Only the number is wanted: how many lines in the data contain "Creates"?

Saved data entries
-- -- --

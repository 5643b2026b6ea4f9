use geo::{Distance as _, Haversine, Point};
use lot_measure_parcel_models::LatLng;

/// Geometry capabilities the candidate selector relies on.
///
/// Implemented by [`GeoOps`]; tests and alternative geometry backends can
/// supply their own.
pub trait GeometryOps {
    /// Whether `point` is strictly inside `ring`.
    fn contains_point(&self, ring: &[LatLng], point: LatLng) -> bool;

    /// Whether `point` is within `tolerance_rad` of an edge of `ring`.
    fn is_on_edge(&self, ring: &[LatLng], point: LatLng, tolerance_rad: f64) -> bool;

    /// Area enclosed by `ring` in square meters.
    fn ring_area(&self, ring: &[LatLng]) -> f64;

    /// Great-circle distance between two points in meters.
    fn distance(&self, a: LatLng, b: LatLng) -> f64;
}

/// [`GeometryOps`] backed by the `geo` crate.
#[derive(Debug, Clone, Copy, Default)]
pub struct GeoOps;

impl GeometryOps for GeoOps {
    fn contains_point(&self, ring: &[LatLng], point: LatLng) -> bool {
        crate::contains_point(ring, point)
    }

    fn is_on_edge(&self, ring: &[LatLng], point: LatLng, tolerance_rad: f64) -> bool {
        crate::is_on_edge(ring, point, tolerance_rad)
    }

    fn ring_area(&self, ring: &[LatLng]) -> f64 {
        crate::ring_area_sq_m(ring)
    }

    fn distance(&self, a: LatLng, b: LatLng) -> f64 {
        Haversine.distance(Point::new(a.lng, a.lat), Point::new(b.lng, b.lat))
    }
}

#[cfg(test)]
mod tests {
    use super::*;

    #[test]
    fn distance_is_great_circle_meters() {
        // One degree of longitude on the equator is ~111.2 km.
        let d = GeoOps.distance(LatLng::new(0.0, 0.0), LatLng::new(0.0, 1.0));
        assert!((d - 111_195.0).abs() < 100.0, "distance was {d}");
        assert!(GeoOps.distance(LatLng::new(37.0, -122.0), LatLng::new(37.0, -122.0)) < 1e-9);
    }
}
//! Current parcel selection, owned by the rendering layer.
//!
//! Two states: [`SessionState::Empty`] (no candidates) and
//! [`SessionState::Resolved`] (a selection is current). Loading a search
//! result or clicking the map replaces the selection atomically; nothing
//! else carries over between clicks.

use lot_measure_geometry::{GeoOps, GeometryOps};
use lot_measure_parcel_models::{LatLng, ParcelFeature, RenderedParcel, SelectionResult};

use crate::lot::lot_sq_ft;
use crate::selector::{Selector, render};

/// Candidate-resolution state.
#[derive(Debug, Clone, Default, PartialEq)]
pub enum SessionState {
    /// No candidates loaded.
    #[default]
    Empty,
    /// A selection over `features` is current.
    Resolved {
        /// Candidates exactly as loaded; never reordered or modified.
        features: Vec<ParcelFeature>,
        /// Focus point of the most recent pass.
        focus: Option<LatLng>,
        /// Result of the most recent pass.
        selection: SelectionResult,
    },
}

/// Parcel session holding the selector and the current state.
#[derive(Debug, Clone)]
pub struct ParcelSession<O = GeoOps> {
    selector: Selector<O>,
    state: SessionState,
}

impl Default for ParcelSession<GeoOps> {
    fn default() -> Self {
        Self::new(Selector::new(GeoOps))
    }
}

impl<O: GeometryOps> ParcelSession<O> {
    /// Creates an empty session using `selector`.
    #[must_use]
    pub const fn new(selector: Selector<O>) -> Self {
        Self {
            selector,
            state: SessionState::Empty,
        }
    }

    /// Current state.
    #[must_use]
    pub const fn state(&self) -> &SessionState {
        &self.state
    }

    /// Loads a new search result, replacing whatever was current.
    ///
    /// Zero candidates, or a focus with no candidate that has a ring,
    /// leaves the session empty and returns `None`.
    pub fn load(
        &mut self,
        features: Vec<ParcelFeature>,
        focus: Option<LatLng>,
    ) -> Option<&SelectionResult> {
        if features.is_empty() {
            log::info!("No parcel candidates to resolve");
            self.state = SessionState::Empty;
            return None;
        }

        let selection = self.selector.select(&features, focus);
        if selection.is_empty() {
            log::info!("None of {} parcel candidate(s) can be selected", features.len());
            self.state = SessionState::Empty;
            return None;
        }

        self.state = SessionState::Resolved {
            features,
            focus,
            selection,
        };
        self.selection()
    }

    /// Re-runs selection over the loaded candidates with `point` as the
    /// focus. Does nothing while empty.
    pub fn click(&mut self, point: LatLng) -> Option<&SelectionResult> {
        let SessionState::Resolved {
            features,
            focus,
            selection,
        } = &mut self.state
        else {
            return None;
        };

        *selection = self.selector.select(features, Some(point));
        *focus = Some(point);
        log::debug!("Re-selected main parcel at {point:?}: {:?}", selection.main());
        Some(&*selection)
    }

    /// Drops the current candidates.
    pub fn reset(&mut self) {
        self.state = SessionState::Empty;
    }

    /// Current selection, if resolved.
    #[must_use]
    pub const fn selection(&self) -> Option<&SelectionResult> {
        match &self.state {
            SessionState::Empty => None,
            SessionState::Resolved { selection, .. } => Some(selection),
        }
    }

    /// Loaded candidates in their original order.
    #[must_use]
    pub fn features(&self) -> &[ParcelFeature] {
        match &self.state {
            SessionState::Empty => &[],
            SessionState::Resolved { features, .. } => features,
        }
    }

    /// The current main parcel.
    #[must_use]
    pub fn main_feature(&self) -> Option<&ParcelFeature> {
        self.selection()
            .and_then(SelectionResult::main)
            .and_then(|i| self.features().get(i))
    }

    /// Lot square feet of the current main parcel.
    #[must_use]
    pub fn main_lot_sq_ft(&self) -> Option<f64> {
        self.main_feature()
            .map(|f| lot_sq_ft(f, self.selector.ops()))
    }

    /// Drawable parcels for the current selection, main first.
    #[must_use]
    pub fn render(&self) -> Vec<RenderedParcel> {
        self.selection()
            .map(|selection| render(self.features(), selection))
            .unwrap_or_default()
    }
}
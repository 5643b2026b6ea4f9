//! User-drawn lot and turf shapes with undo/redo.
//!
//! Every mutation records a command carrying whatever it needs to be
//! reversed. Undoing moves the command to the redo stack; any new
//! mutation clears the redo stack.

use lot_measure_geometry::rings_area_sq_ft;
use lot_measure_parcel_models::{Ring, ShapeRole};
use serde::{Deserialize, Serialize};

/// What a drawn shape measures.
#[derive(Debug, Clone, Copy, PartialEq, Eq, Serialize, Deserialize)]
#[serde(rename_all = "lowercase")]
pub enum DrawnRole {
    /// Outline of the whole lot.
    Lot,
    /// A turf (lawn) area inside the lot.
    Turf,
}

impl From<DrawnRole> for ShapeRole {
    fn from(role: DrawnRole) -> Self {
        match role {
            DrawnRole::Lot => Self::Lot,
            DrawnRole::Turf => Self::Turf,
        }
    }
}

/// A polygon drawn on the map.
#[derive(Debug, Clone, PartialEq, Serialize, Deserialize)]
pub struct DrawnShape {
    /// What the shape measures.
    pub role: DrawnRole,
    /// Outline in `(lat, lng)` order.
    pub ring: Ring,
}

impl DrawnShape {
    /// Area of the shape in square feet.
    #[must_use]
    pub fn area_sq_ft(&self) -> f64 {
        rings_area_sq_ft(std::slice::from_ref(&self.ring))
    }
}

#[derive(Debug, Clone)]
enum Command {
    /// Shape appended at the end.
    Add(DrawnShape),
    /// Shape removed from `index`.
    Remove(usize, DrawnShape),
    /// Outline at `index` replaced; holds the other version of the ring.
    Edit(usize, Ring),
    /// All shapes removed; holds them.
    Clear(Vec<DrawnShape>),
}

/// Totals reported to the user.
#[derive(Debug, Clone, Copy, PartialEq, Serialize)]
#[serde(rename_all = "camelCase")]
pub struct MeasurementSummary {
    /// Sum of all turf shapes.
    pub turf_sq_ft: f64,
    /// Sum of all drawn lot shapes.
    pub drawn_lot_sq_ft: f64,
    /// Lot figure used for comparison: the parcel figure if known,
    /// otherwise the drawn lot total when non-zero.
    pub lot_sq_ft: Option<f64>,
    /// Turf as a fraction of the lot.
    pub turf_share: Option<f64>,
}

/// Drawn shapes plus their edit history.
#[derive(Debug, Clone, Default)]
pub struct Measurements {
    shapes: Vec<DrawnShape>,
    undo: Vec<Command>,
    redo: Vec<Command>,
}

impl Measurements {
    /// Creates an empty drawing.
    #[must_use]
    pub fn new() -> Self {
        Self::default()
    }

    /// Current shapes in drawing order.
    #[must_use]
    pub fn shapes(&self) -> &[DrawnShape] {
        &self.shapes
    }

    /// Adds a shape.
    pub fn add(&mut self, shape: DrawnShape) {
        self.shapes.push(shape.clone());
        self.record(Command::Add(shape));
    }

    /// Removes the shape at `index`. Returns it, or `None` if out of range.
    pub fn remove(&mut self, index: usize) -> Option<DrawnShape> {
        if index >= self.shapes.len() {
            return None;
        }
        let shape = self.shapes.remove(index);
        self.record(Command::Remove(index, shape.clone()));
        Some(shape)
    }

    /// Replaces the outline of the shape at `index` (vertex drag).
    /// Returns `false` if out of range.
    pub fn edit(&mut self, index: usize, ring: Ring) -> bool {
        let Some(shape) = self.shapes.get_mut(index) else {
            return false;
        };
        let previous = std::mem::replace(&mut shape.ring, ring);
        self.record(Command::Edit(index, previous));
        true
    }

    /// Removes every shape.
    pub fn clear(&mut self) {
        if self.shapes.is_empty() {
            return;
        }
        let previous = std::mem::take(&mut self.shapes);
        self.record(Command::Clear(previous));
    }

    /// Whether there is anything to undo.
    #[must_use]
    pub fn can_undo(&self) -> bool {
        !self.undo.is_empty()
    }

    /// Whether there is anything to redo.
    #[must_use]
    pub fn can_redo(&self) -> bool {
        !self.redo.is_empty()
    }

    /// Reverts the most recent change. Returns `false` if there was none.
    pub fn undo(&mut self) -> bool {
        let Some(command) = self.undo.pop() else {
            return false;
        };
        let inverse = self.revert(command);
        self.redo.push(inverse);
        true
    }

    /// Re-applies the most recently undone change. Returns `false` if there
    /// was none.
    pub fn redo(&mut self) -> bool {
        let Some(command) = self.redo.pop() else {
            return false;
        };
        let applied = self.reapply(command);
        self.undo.push(applied);
        true
    }

    /// Total turf area.
    #[must_use]
    pub fn turf_sq_ft(&self) -> f64 {
        self.area_of(DrawnRole::Turf)
    }

    /// Total drawn lot area.
    #[must_use]
    pub fn lot_sq_ft(&self) -> f64 {
        self.area_of(DrawnRole::Lot)
    }

    /// Turf versus lot totals. `parcel_lot_sq_ft` is the lot figure of
    /// the selected parcel, if one is loaded.
    #[must_use]
    pub fn summary(&self, parcel_lot_sq_ft: Option<f64>) -> MeasurementSummary {
        let turf_sq_ft = self.turf_sq_ft();
        let drawn_lot_sq_ft = self.lot_sq_ft();
        let lot_sq_ft = parcel_lot_sq_ft
            .filter(|v| v.is_finite() && *v > 0.0)
            .or_else(|| (drawn_lot_sq_ft > 0.0).then_some(drawn_lot_sq_ft));
        MeasurementSummary {
            turf_sq_ft,
            drawn_lot_sq_ft,
            lot_sq_ft,
            turf_share: lot_sq_ft.map(|lot| turf_sq_ft / lot),
        }
    }

    fn area_of(&self, role: DrawnRole) -> f64 {
        self.shapes
            .iter()
            .filter(|s| s.role == role)
            .map(DrawnShape::area_sq_ft)
            .sum()
    }

    fn record(&mut self, command: Command) {
        self.undo.push(command);
        self.redo.clear();
    }

    /// Undoes `command` and returns the command that redoes it.
    fn revert(&mut self, command: Command) -> Command {
        match command {
            Command::Add(shape) => {
                self.shapes.pop();
                Command::Add(shape)
            }
            Command::Remove(index, shape) => {
                self.shapes.insert(index.min(self.shapes.len()), shape.clone());
                Command::Remove(index, shape)
            }
            Command::Edit(index, ring) => self.swap_ring(index, ring),
            Command::Clear(previous) => {
                self.shapes = previous.clone();
                Command::Clear(previous)
            }
        }
    }

    /// Redoes `command` and returns the command that undoes it again.
    fn reapply(&mut self, command: Command) -> Command {
        match command {
            Command::Add(shape) => {
                self.shapes.push(shape.clone());
                Command::Add(shape)
            }
            Command::Remove(index, shape) => {
                if index < self.shapes.len() {
                    self.shapes.remove(index);
                }
                Command::Remove(index, shape)
            }
            Command::Edit(index, ring) => self.swap_ring(index, ring),
            Command::Clear(_) => Command::Clear(std::mem::take(&mut self.shapes)),
        }
    }

    fn swap_ring(&mut self, index: usize, ring: Ring) -> Command {
        match self.shapes.get_mut(index) {
            Some(shape) => Command::Edit(index, std::mem::replace(&mut shape.ring, ring)),
            None => Command::Edit(index, ring),
        }
    }
}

-- -- --

[Exercise answer]:
2